The Hong Kong Stock Exchange is estimated to record HKD80-HKD90 billion in IPO fund raising this year, according to KPMG. This is one-third of the total IPO proceeds of HKD259.8 billion in 2011 in what has been the third worst performing year in terms of funds raised after 2003 and 2008, in which the market was badly hit by the outbreak of SARS and the 2008 financial crisis, respectively.
Though Hong Kong was out of the top six in terms of IPO funds raised for most of 2012, KPMG expects a late surge in IPOs in December may help Hong Kong secure a place in the top three slots.
"The lacklustre post-market performances of newly-listed companies, together with insufficient demand for IPOs have deterred issuers from launching IPOs, or in many cases delayed planned listings even if approved by the Hong Kong Stock Exchange," says Paul Lau, Partner, KPMG China.Up to 30 November 2012, there were 77 new applications for listing on the Exchange, far less than the 166 and 138 in the full year of 2011 and 2010 respectively.
"Although the IPO uptake in December in 2012 may not be strong enough to form a momentum carrying forward to the first half of 2013, we do expect the market to pick up from mid-2013 when economic uncertainties ease," Lau says.
KPMG forecasts growth in Hong Kong’s IPO market, with around 85 IPOs set to raise around HKD125 billion in 2013.
"We expect that while market volatility will persist, there exists a backlog of deals to be launched as market sentiment improves," Lau adds.

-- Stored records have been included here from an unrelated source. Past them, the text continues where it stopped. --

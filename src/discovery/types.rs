//! Common types for discovered releases

use serde::{Deserialize, Serialize};

use crate::discovery::error::IncompatibleFamilyError;
use crate::discovery::semver::SemanticVersion;

/// Operating system an installer is built for
#[derive(Debug, Clone, Copy, PartialEq, Eq, Hash)]
pub enum OperatingSystem {
    Mac,
    Linux,
    Windows,
}

impl OperatingSystem {
    /// Token used in installer file names
    pub fn as_str(&self) -> &'static str {
        match self {
            OperatingSystem::Mac => "mac",
            OperatingSystem::Linux => "linux",
            OperatingSystem::Windows => "win",
        }
    }

    /// Installer archive extension
    pub fn extension(&self) -> &'static str {
        match self {
            OperatingSystem::Windows => "zip",
            OperatingSystem::Mac => "dmg",
            OperatingSystem::Linux => "tgz",
        }
    }
}

/// Processor architecture an installer is built for
#[derive(Debug, Clone, Copy, PartialEq, Eq, Hash)]
pub enum Architecture {
    X86_64,
    Arm,
}

/// One operating system / architecture slot probed for every version
#[derive(Debug, Clone, Copy, PartialEq, Eq, Hash)]
pub struct Platform {
    pub os: OperatingSystem,
    pub architecture: Architecture,
}

impl Platform {
    pub const MAC_X86_64: Platform = Platform::new(OperatingSystem::Mac, Architecture::X86_64);
    pub const MAC_ARM: Platform = Platform::new(OperatingSystem::Mac, Architecture::Arm);
    pub const LINUX_X86_64: Platform = Platform::new(OperatingSystem::Linux, Architecture::X86_64);
    pub const WINDOWS_X86_64: Platform =
        Platform::new(OperatingSystem::Windows, Architecture::X86_64);

    /// Probe order. The first hit in this order supplies a release's timestamp.
    pub const ALL: [Platform; 4] = [
        Platform::LINUX_X86_64,
        Platform::WINDOWS_X86_64,
        Platform::MAC_X86_64,
        Platform::MAC_ARM,
    ];

    pub const fn new(os: OperatingSystem, architecture: Architecture) -> Self {
        Self { os, architecture }
    }
}

/// Installer URLs per platform slot; `None` means the probe missed
#[derive(Debug, Clone, Default, PartialEq, Eq, Serialize, Deserialize)]
pub struct ReleaseArtifacts {
    pub mac_arm: Option<String>,
    pub mac_x86_64: Option<String>,
    pub linux_x86_64: Option<String>,
    pub windows_x86_64: Option<String>,
}

impl ReleaseArtifacts {
    fn slot_mut(&mut self, platform: Platform) -> Option<&mut Option<String>> {
        match platform {
            Platform::MAC_ARM => Some(&mut self.mac_arm),
            Platform::MAC_X86_64 => Some(&mut self.mac_x86_64),
            Platform::LINUX_X86_64 => Some(&mut self.linux_x86_64),
            Platform::WINDOWS_X86_64 => Some(&mut self.windows_x86_64),
            _ => None,
        }
    }

    /// Returns the URL recorded for `platform`, if any
    pub fn get(&self, platform: Platform) -> Option<&str> {
        match platform {
            Platform::MAC_ARM => self.mac_arm.as_deref(),
            Platform::MAC_X86_64 => self.mac_x86_64.as_deref(),
            Platform::LINUX_X86_64 => self.linux_x86_64.as_deref(),
            Platform::WINDOWS_X86_64 => self.windows_x86_64.as_deref(),
            _ => None,
        }
    }

    /// Records `url` for `platform`. Platforms outside [`Platform::ALL`] are ignored.
    pub fn insert(&mut self, platform: Platform, url: String) {
        if let Some(slot) = self.slot_mut(platform) {
            *slot = Some(url);
        }
    }
}

/// A version for which at least one installer exists
#[derive(Debug, Clone, PartialEq, Eq)]
pub struct Release {
    pub version: SemanticVersion,
    pub artifacts: ReleaseArtifacts,
    /// `last-modified` value of the first successful probe
    pub timestamp: Option<String>,
}

impl Release {
    pub fn new(
        version: SemanticVersion,
        artifacts: ReleaseArtifacts,
        timestamp: Option<String>,
    ) -> Self {
        Self {
            version,
            artifacts,
            timestamp,
        }
    }
}

/// All releases sharing one major version
#[derive(Debug, Clone, PartialEq, Eq)]
pub struct Family {
    major: u32,
    releases: Vec<Release>,
}

impl Family {
    /// Creates a family, rejecting any release whose major differs from `major`
    pub fn new(major: u32, releases: Vec<Release>) -> Result<Self, IncompatibleFamilyError> {
        let mut family = Self {
            major,
            releases: Vec::with_capacity(releases.len()),
        };
        family.extend(releases)?;
        Ok(family)
    }

    pub fn major(&self) -> u32 {
        self.major
    }

    pub fn releases(&self) -> &[Release] {
        &self.releases
    }

    pub fn push(&mut self, release: Release) -> Result<(), IncompatibleFamilyError> {
        if release.version.major != self.major {
            return Err(IncompatibleFamilyError {
                expected: self.major,
                found: release.version.to_string(),
            });
        }
        self.releases.push(release);
        Ok(())
    }

    pub fn extend(
        &mut self,
        releases: impl IntoIterator<Item = Release>,
    ) -> Result<(), IncompatibleFamilyError> {
        releases.into_iter().try_for_each(|release| self.push(release))
    }

    /// Keeps only the releases for which `keep` returns true
    pub fn retain(&mut self, keep: impl FnMut(&Release) -> bool) {
        self.releases.retain(keep);
    }

    pub fn sort_releases_by(
        &mut self,
        compare: impl FnMut(&Release, &Release) -> std::cmp::Ordering,
    ) {
        self.releases.sort_by(compare);
    }
}
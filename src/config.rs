use serde::Deserialize;
use std::path::{Path, PathBuf};
use thiserror::Error;

use crate::discovery::semver::SemanticVersion;

// =============================================================================
// Discovery constants
// =============================================================================

/// Directory holding one sub-directory per release
pub const DEFAULT_BASE_URL: &str = "https://thefoundry.s3.amazonaws.com/products/nuke/releases";

/// Timeout for a single probe in milliseconds (5 seconds)
pub const PROBE_TIMEOUT_MS: u64 = 5_000;

/// Maximum number of probes in flight at once
pub const DEFAULT_MAX_CONCURRENT_PROBES: usize = 8;

/// Oldest release reachable through the installer URL scheme
pub const FIRST_KNOWN_VERSION: SemanticVersion = SemanticVersion::new(9, 0, 1);

// =============================================================================
// Export constants
// =============================================================================

/// A release is supported for this many days after its timestamp (about 18 months)
pub const SUPPORT_WINDOW_DAYS: i64 = 548;

pub const ALL_RELEASES_FILE: &str = "nuke-all-releases.json";
pub const MINOR_RELEASES_FILE: &str = "nuke-minor-releases.json";
pub const ALL_SUPPORTED_RELEASES_FILE: &str = "nuke-all-supported-releases.json";
pub const MINOR_SUPPORTED_RELEASES_FILE: &str = "nuke-minor-supported-releases.json";

const APP_NAME: &str = "nuke-version-parser";

#[derive(Debug, Error)]
pub enum ConfigError {
    #[error("Failed to read config file {path}: {source}")]
    Io {
        path: PathBuf,
        source: std::io::Error,
    },

    #[error("Failed to parse config file: {0}")]
    Parse(#[from] serde_json::Error),

    #[error("Invalid config value: {0}")]
    InvalidValue(String),
}

/// Collector configuration structure
#[derive(Debug, Clone, Deserialize, PartialEq)]
#[serde(default, rename_all = "camelCase")]
pub struct CollectorConfig {
    pub base_url: String,
    /// Probe timeout in milliseconds
    pub probe_timeout_ms: u64,
    pub max_concurrent_probes: usize,
    pub first_version: SemanticVersion,
}

impl Default for CollectorConfig {
    fn default() -> Self {
        Self {
            base_url: DEFAULT_BASE_URL.to_string(),
            probe_timeout_ms: PROBE_TIMEOUT_MS,
            max_concurrent_probes: DEFAULT_MAX_CONCURRENT_PROBES,
            first_version: FIRST_KNOWN_VERSION,
        }
    }
}

impl CollectorConfig {
    /// Loads the configuration from a JSON file, or the defaults when `path` is `None`
    pub fn load(path: Option<&Path>) -> Result<Self, ConfigError> {
        let Some(path) = path else {
            return Ok(Self::default());
        };

        let contents = std::fs::read_to_string(path).map_err(|source| ConfigError::Io {
            path: path.to_path_buf(),
            source,
        })?;
        Self::from_json(&contents)
    }

    pub fn from_json(contents: &str) -> Result<Self, ConfigError> {
        let config: Self = serde_json::from_str(contents)?;
        config.validate()?;
        Ok(config)
    }

    fn validate(&self) -> Result<(), ConfigError> {
        if self.probe_timeout_ms == 0 {
            return Err(ConfigError::InvalidValue(
                "probeTimeoutMs must be greater than 0".to_string(),
            ));
        }
        if self.max_concurrent_probes == 0 {
            return Err(ConfigError::InvalidValue(
                "maxConcurrentProbes must be greater than 0".to_string(),
            ));
        }
        if self.base_url.trim().is_empty() {
            return Err(ConfigError::InvalidValue("baseUrl must not be empty".to_string()));
        }
        Ok(())
    }
}

/// Returns the path to the data directory for nuke-version-parser.
/// Uses $XDG_DATA_HOME/nuke-version-parser if XDG_DATA_HOME is set,
/// otherwise falls back to ~/.local/share/nuke-version-parser,
/// or ./nuke-version-parser if neither is available.
pub fn data_dir() -> PathBuf {
    data_dir_with_env(std::env::var("XDG_DATA_HOME").ok(), dirs::home_dir())
}

/// Returns the path to the default log file.
pub fn log_path() -> PathBuf {
    data_dir().join(format!("{APP_NAME}.log"))
}

fn data_dir_with_env(xdg_data_home: Option<String>, home_dir: Option<PathBuf>) -> PathBuf {
    let data_dir = xdg_data_home
        .map(PathBuf::from)
        .or_else(|| home_dir.map(|home| home.join(".local/share")))
        .unwrap_or_else(|| PathBuf::from("."));

    data_dir.join(APP_NAME)
}
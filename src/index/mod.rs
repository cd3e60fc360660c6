pub mod deletions;
pub mod field_cache;
pub mod field_infos;
pub mod index_writer;
pub mod iterator;
pub mod merger;
pub mod multi_term;
pub mod norms;
pub mod postings_writer;
pub mod segment_term_docs;
pub mod stored_fields;
pub mod term;
pub mod term_dictionary;
pub mod term_vectors;
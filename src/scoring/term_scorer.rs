use std::sync::Arc;

use bytes::Bytes;

use crate::core::error::Result;
use crate::core::types::{DocId, NO_MORE_DOCS};
use crate::index::iterator::{DocIterator, TermDocs};
use crate::index::segment_term_docs::SegmentTermDocs;
use crate::scoring::scorer::Scorer;
use crate::scoring::similarity::{Similarity, decode_norm};

const BUFFER_SIZE: usize = 32;
const SCORE_CACHE_SIZE: usize = 32;

/// Scores the documents of a single term.
///
/// Postings are pulled `BUFFER_SIZE` at a time through the bulk `read`, and
/// `tf(freq) * weight` is precomputed for small frequencies.
pub struct TermScorer<T: TermDocs = SegmentTermDocs> {
    postings: T,
    norms: Bytes,
    weight: f32,
    similarity: Arc<dyn Similarity>,
    doc: DocId,
    docs: [DocId; BUFFER_SIZE],
    freqs: [u32; BUFFER_SIZE],
    current: usize,
    upcoming: usize,
    buffered: usize,
    score_cache: [f32; SCORE_CACHE_SIZE],
}

impl<T: TermDocs> TermScorer<T> {
    pub fn new(postings: T, norms: Bytes, weight: f32, similarity: Arc<dyn Similarity>) -> Self {
        let mut score_cache = [0f32; SCORE_CACHE_SIZE];
        for (freq, slot) in score_cache.iter_mut().enumerate() {
            *slot = similarity.tf(freq as f32) * weight;
        }
        TermScorer {
            postings,
            norms,
            weight,
            similarity,
            doc: 0,
            docs: [0; BUFFER_SIZE],
            freqs: [0; BUFFER_SIZE],
            current: 0,
            upcoming: 0,
            buffered: 0,
            score_cache,
        }
    }
}

impl<T: TermDocs> DocIterator for TermScorer<T> {
    fn next(&mut self) -> Result<bool> {
        if self.upcoming >= self.buffered {
            self.buffered = self.postings.read(&mut self.docs, &mut self.freqs)?;
            self.upcoming = 0;
            if self.buffered == 0 {
                self.doc = NO_MORE_DOCS;
                return Ok(false);
            }
        }
        self.current = self.upcoming;
        self.upcoming += 1;
        self.doc = self.docs[self.current];
        Ok(true)
    }

    fn skip_to(&mut self, target: DocId) -> Result<bool> {
        while self.upcoming < self.buffered {
            let i = self.upcoming;
            self.upcoming += 1;
            if self.docs[i] >= target {
                self.current = i;
                self.doc = self.docs[i];
                return Ok(true);
            }
        }

        if !self.postings.skip_to(target)? {
            self.doc = NO_MORE_DOCS;
            return Ok(false);
        }
        self.docs[0] = self.postings.doc();
        self.freqs[0] = self.postings.freq();
        self.doc = self.docs[0];
        self.current = 0;
        self.upcoming = 1;
        self.buffered = 1;
        Ok(true)
    }

    fn doc(&self) -> DocId {
        self.doc
    }
}

impl<T: TermDocs> Scorer for TermScorer<T> {
    fn score(&self) -> f32 {
        let freq = self.freqs[self.current];
        let raw = match self.score_cache.get(freq as usize) {
            Some(&cached) => cached,
            None => self.similarity.tf(freq as f32) * self.weight,
        };
        let norm = self.norms.get(self.doc as usize).copied().unwrap_or(0);
        raw * decode_norm(norm)
    }
}
use std::fs::{File, OpenOptions};
use std::path::Path;
use crate::core::error::{Error, ErrorKind, Result};
use crate::storage::directory::DirectoryLock;

/// Single writer guarantee across processes
pub struct FileLock {
    pub file: File,
    pub name: String,
}

impl FileLock {
    pub fn acquire(dir: &Path, name: &str) -> Result<Self> {
        let lock_path = dir.join(name);

        let file = OpenOptions::new()
            .create(true)
            .truncate(false)
            .write(true)
            .open(&lock_path)?;

        // Platform-specific locking
        #[cfg(unix)]
        {
            use std::os::unix::io::AsRawFd;
            use libc::{flock, LOCK_EX, LOCK_NB};

            let fd = file.as_raw_fd();

            unsafe {
                if flock(fd, LOCK_EX | LOCK_NB) != 0 {
                    return Err(Error {
                        kind: ErrorKind::InvalidState,
                        context: format!("Failed to acquire lock {}", lock_path.display()),
                    });
                }
            }
        }

        Ok(FileLock { file, name: name.to_string() })
    }
}

impl DirectoryLock for FileLock {
    fn name(&self) -> &str {
        &self.name
    }
}

impl Drop for FileLock {
    fn drop(&mut self) {
        #[cfg(unix)]
        {
            use std::os::unix::io::AsRawFd;
            use libc::{flock, LOCK_UN};

            let fd = self.file.as_raw_fd();
            unsafe {
                flock(fd, LOCK_UN);
            }
        }
    }
}
pub mod lowercase;
pub mod stemmer;
pub mod stopword;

According to Roy Leung, Partner, KPMG China, revival of China's economy is key in order to help stabilise the IPO market and create a more attractive environment for issuers to re-launch IPOs in Hong Kong.
"This was further substantiated by latest monthly statistics showing growth in both industrial production and retail sales; inflation is also under control. Chinese enterprises looking for expansion and fund raising will once again try to tap the IPO market as sentiment improves. With most of the large Chinese state-owned enterprises having gone public in the last decade, private-sector enterprises will be a key driver for the Hong Kong IPO market." Leung adds.
Listings of international companies in Hong Kong have played a crucial role in boosting IPO proceeds in the past few years. The 19 international listings in 2011 contributed 52 percent of total IPO proceeds, however only three international listings were recorded in 2012, accounting for just 7 percent of total funds raised.
"While 2012 IPO activities in Hong Kong for international companies have been severely hindered by market volatility, Hong Kong is still viewed as a nexus for Chinese companies looking for expansion abroad and overseas companies looking to solidify a China story for their businesses," Lau says.
Lau notes the Hong Kong Stock Exchange has also been actively taking measures to attract more foreign companies. These include clarifying and streamlining the requirements for listing overseas companies and to provide a disclosure-based approach to secondary listings of seasoned issuers from reputable overseas exchanges.
"As a result, the market anticipates a greater number of overseas listed companies coming to Hong Kong," says Lau.